## Activity
An exact transcript of all the records is the expected answer.

## Stored data entries
++++++++++
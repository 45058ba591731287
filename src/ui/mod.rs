//! UI / rendering layer — everything that touches Ratatui widgets.
//!
//! This layer takes the *core* data structures and turns them into cells on
//! the terminal.  No host calls or settings I/O happen here.

pub mod editor_widget;
pub mod layout;
pub mod popup;
pub mod theme;
pub mod tree_widget;
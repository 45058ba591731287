//! Popup overlay for choosing the target platform.

use ratatui::{
    buffer::Buffer,
    layout::Rect,
    style::{Color, Modifier, Style},
    text::{Line, Span},
    widgets::{Block, BorderType, Borders, Clear, Paragraph, Widget},
};

use crate::core::platform::PlatformRef;

// ───────────────────────────────────────── platform popup ────

/// Platform picker overlay.
pub struct PlatformPopup<'a> {
    pub platforms: &'a [PlatformRef],
    pub selected: usize,
    /// Platform the session is using right now.
    pub current: &'a PlatformRef,
}

impl PlatformPopup<'_> {
    /// First list row shown so that `selected` stays visible in `rows` rows.
    fn scroll(&self, rows: usize) -> usize {
        if rows == 0 || self.selected < rows {
            0
        } else {
            self.selected + 1 - rows
        }
    }
}

impl<'a> Widget for PlatformPopup<'a> {
    fn render(self, area: Rect, buf: &mut Buffer) {
        let widest = self
            .platforms
            .iter()
            .map(|p| p.name().chars().count())
            .max()
            .unwrap_or(0) as u16;
        let width = (widest + 12).max(36);
        // list + blank above/below + hint + borders
        let height = (self.platforms.len() as u16).saturating_add(5);
        let popup = centered_fixed(width, height, area);
        Clear.render(popup, buf);

        let block = Block::default()
            .title(" Platform ")
            .title_style(
                Style::default()
                    .fg(Color::Cyan)
                    .add_modifier(Modifier::BOLD),
            )
            .borders(Borders::ALL)
            .border_type(BorderType::Rounded)
            .border_style(Style::default().fg(Color::DarkGray));

        let inner = block.inner(popup);
        block.render(popup, buf);

        let list_rows = (inner.height as usize).saturating_sub(3);
        let first = self.scroll(list_rows);

        let mut lines = Vec::new();
        lines.push(Line::raw(""));
        for (i, platform) in self
            .platforms
            .iter()
            .enumerate()
            .skip(first)
            .take(list_rows)
        {
            let (prefix, style) = if i == self.selected {
                (
                    " ▸ ",
                    Style::default()
                        .fg(Color::White)
                        .bg(Color::DarkGray)
                        .add_modifier(Modifier::BOLD),
                )
            } else {
                ("   ", Style::default().fg(Color::White))
            };

            let mut spans = vec![Span::styled(format!("{prefix}{}", platform.name()), style)];
            if platform == self.current {
                spans.push(Span::styled("  (current)", Style::default().fg(Color::Green)));
            }
            lines.push(Line::from(spans));
        }
        lines.push(Line::raw(""));
        lines.push(Line::from(Span::styled(
            "  Enter: select  Esc: close",
            Style::default().fg(Color::DarkGray),
        )));

        Paragraph::new(lines).render(inner, buf);
    }
}

// ───────────────────────────────────────── helpers ───────────

/// Create a centered rectangle with fixed dimensions, clamped to the available area.
fn centered_fixed(width: u16, height: u16, area: Rect) -> Rect {
    let w = width.min(area.width);
    let h = height.min(area.height);
    let x = area.x + (area.width.saturating_sub(w)) / 2;
    let y = area.y + (area.height.saturating_sub(h)) / 2;
    Rect::new(x, y, w, h)
}

#[cfg(test)]
mod tests {
    use super::*;

    fn platforms(n: usize) -> Vec<PlatformRef> {
        (0..n).map(|i| PlatformRef::new(format!("platform-{i}"))).collect()
    }

    fn screen(buf: &Buffer) -> String {
        let area = buf.area;
        (0..area.height)
            .map(|y| (0..area.width).map(|x| buf[(x, y)].symbol()).collect::<String>())
            .collect::<Vec<_>>()
            .join("\n")
    }

    #[test]
    fn centered_rect_is_clamped() {
        let area = Rect::new(0, 0, 20, 10);
        assert_eq!(centered_fixed(10, 4, area), Rect::new(5, 3, 10, 4));
        assert_eq!(centered_fixed(50, 50, area), area);
    }

    #[test]
    fn marks_selection_and_current() {
        let list = platforms(3);
        let area = Rect::new(0, 0, 60, 20);
        let mut buf = Buffer::empty(area);
        PlatformPopup {
            platforms: &list,
            selected: 1,
            current: &list[2],
        }
        .render(area, &mut buf);

        let text = screen(&buf);
        assert!(text.contains("▸ platform-1"));
        assert!(text.contains("platform-2  (current)"));
    }

    #[test]
    fn long_lists_scroll_to_selection() {
        let list = platforms(30);
        let area = Rect::new(0, 0, 60, 12);
        let mut buf = Buffer::empty(area);
        PlatformPopup {
            platforms: &list,
            selected: 25,
            current: &list[0],
        }
        .render(area, &mut buf);

        let text = screen(&buf);
        assert!(text.contains("▸ platform-25"));
        assert!(!text.contains("platform-0 "));
    }
}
++++++++++
## Exercise response
repository 45058ba591731287
filename src/ui/mod.rs
//! UI / rendering layer — everything that touches Ratatui widgets.
//!
//! This layer takes the *core* data structures and turns them into cells on
//! the terminal.  No host calls or settings I/O happen here.

pub mod editor_widget;
pub mod layout;
pub mod popup;
pub mod theme;
pub mod tree_widget;
repository 45058ba591731287
//! Popup overlay for choosing the target platform.

use ratatui::{
    buffer::Buffer,
    layout::Rect,
    style::{Color, Modifier, Style},
    text::{Line, Span},
    widgets::{Block, BorderType, Borders, Clear, Paragraph, Widget},
};

use crate::core::platform::PlatformRef;

// ───────────────────────────────────────── platform popup ────

/// Platform picker overlay.
pub struct PlatformPopup<'a> {
    pub platforms: &'a [PlatformRef],
    pub selected: usize,
    /// Platform the session is using right now.
    pub current: &'a PlatformRef,
}

impl PlatformPopup<'_> {
    /// First list row shown so that `selected` stays visible in `rows` rows.
    fn scroll(&self, rows: usize) -> usize {
        if rows == 0 || self.selected < rows {
            0
        } else {
            self.selected + 1 - rows
        }
    }
}

impl<'a> Widget for PlatformPopup<'a> {
    fn render(self, area: Rect, buf: &mut Buffer) {
        let widest = self
            .platforms
            .iter()
            .map(|p| p.name().chars().count())
            .max()
            .unwrap_or(0) as u16;
        let width = (widest + 12).max(36);
        // list + blank above/below + hint + borders
        let height = (self.platforms.len() as u16).saturating_add(5);
        let popup = centered_fixed(width, height, area);
        Clear.render(popup, buf);

        let block = Block::default()
            .title(" Platform ")
            .title_style(
                Style::default()
                    .fg(Color::Cyan)
                    .add_modifier(Modifier::BOLD),
            )
            .borders(Borders::ALL)
            .border_type(BorderType::Rounded)
            .border_style(Style::default().fg(Color::DarkGray));

        let inner = block.inner(popup);
        block.render(popup, buf);

        let list_rows = (inner.height as usize).saturating_sub(3);
        let first = self.scroll(list_rows);

        let mut lines = Vec::new();
        lines.push(Line::raw(""));
        for (i, platform) in self
            .platforms
            .iter()
            .enumerate()
            .skip(first)
            .take(list_rows)
        {
            let (prefix, style) = if i == self.selected {
                (
                    " ▸ ",
                    Style::default()
                        .fg(Color::White)
                        .bg(Color::DarkGray)
                        .add_modifier(Modifier::BOLD),
                )
            } else {
                ("   ", Style::default().fg(Color::White))
            };

            let mut spans = vec![Span::styled(format!("{prefix}{}", platform.name()), style)];
            if platform == self.current {
                spans.push(Span::styled("  (current)", Style::default().fg(Color::Green)));
            }
            lines.push(Line::from(spans));
        }
        lines.push(Line::raw(""));
        lines.push(Line::from(Span::styled(
            "  Enter: select  Esc: close",
            Style::default().fg(Color::DarkGray),
        )));

        Paragraph::new(lines).render(inner, buf);
    }
}

// ───────────────────────────────────────── helpers ───────────

/// Create a centered rectangle with fixed dimensions, clamped to the available area.
fn centered_fixed(width: u16, height: u16, area: Rect) -> Rect {
    let w = width.min(area.width);
    let h = height.min(area.height);
    let x = area.x + (area.width.saturating_sub(w)) / 2;
    let y = area.y + (area.height.saturating_sub(h)) / 2;
    Rect::new(x, y, w, h)
}

#[cfg(test)]
mod tests {
    use super::*;

    fn platforms(n: usize) -> Vec<PlatformRef> {
        (0..n).map(|i| PlatformRef::new(format!("platform-{i}"))).collect()
    }

    fn screen(buf: &Buffer) -> String {
        let area = buf.area;
        (0..area.height)
            .map(|y| (0..area.width).map(|x| buf[(x, y)].symbol()).collect::<String>())
            .collect::<Vec<_>>()
            .join("\n")
    }

    #[test]
    fn centered_rect_is_clamped() {
        let area = Rect::new(0, 0, 20, 10);
        assert_eq!(centered_fixed(10, 4, area), Rect::new(5, 3, 10, 4));
        assert_eq!(centered_fixed(50, 50, area), area);
    }

    #[test]
    fn marks_selection_and_current() {
        let list = platforms(3);
        let area = Rect::new(0, 0, 60, 20);
        let mut buf = Buffer::empty(area);
        PlatformPopup {
            platforms: &list,
            selected: 1,
            current: &list[2],
        }
        .render(area, &mut buf);

        let text = screen(&buf);
        assert!(text.contains("▸ platform-1"));
        assert!(text.contains("platform-2  (current)"));
    }

    #[test]
    fn long_lists_scroll_to_selection() {
        let list = platforms(30);
        let area = Rect::new(0, 0, 60, 12);
        let mut buf = Buffer::empty(area);
        PlatformPopup {
            platforms: &list,
            selected: 25,
            current: &list[0],
        }
        .render(area, &mut buf);

        let text = screen(&buf);
        assert!(text.contains("▸ platform-25"));
        assert!(!text.contains("platform-0 "));
    }
}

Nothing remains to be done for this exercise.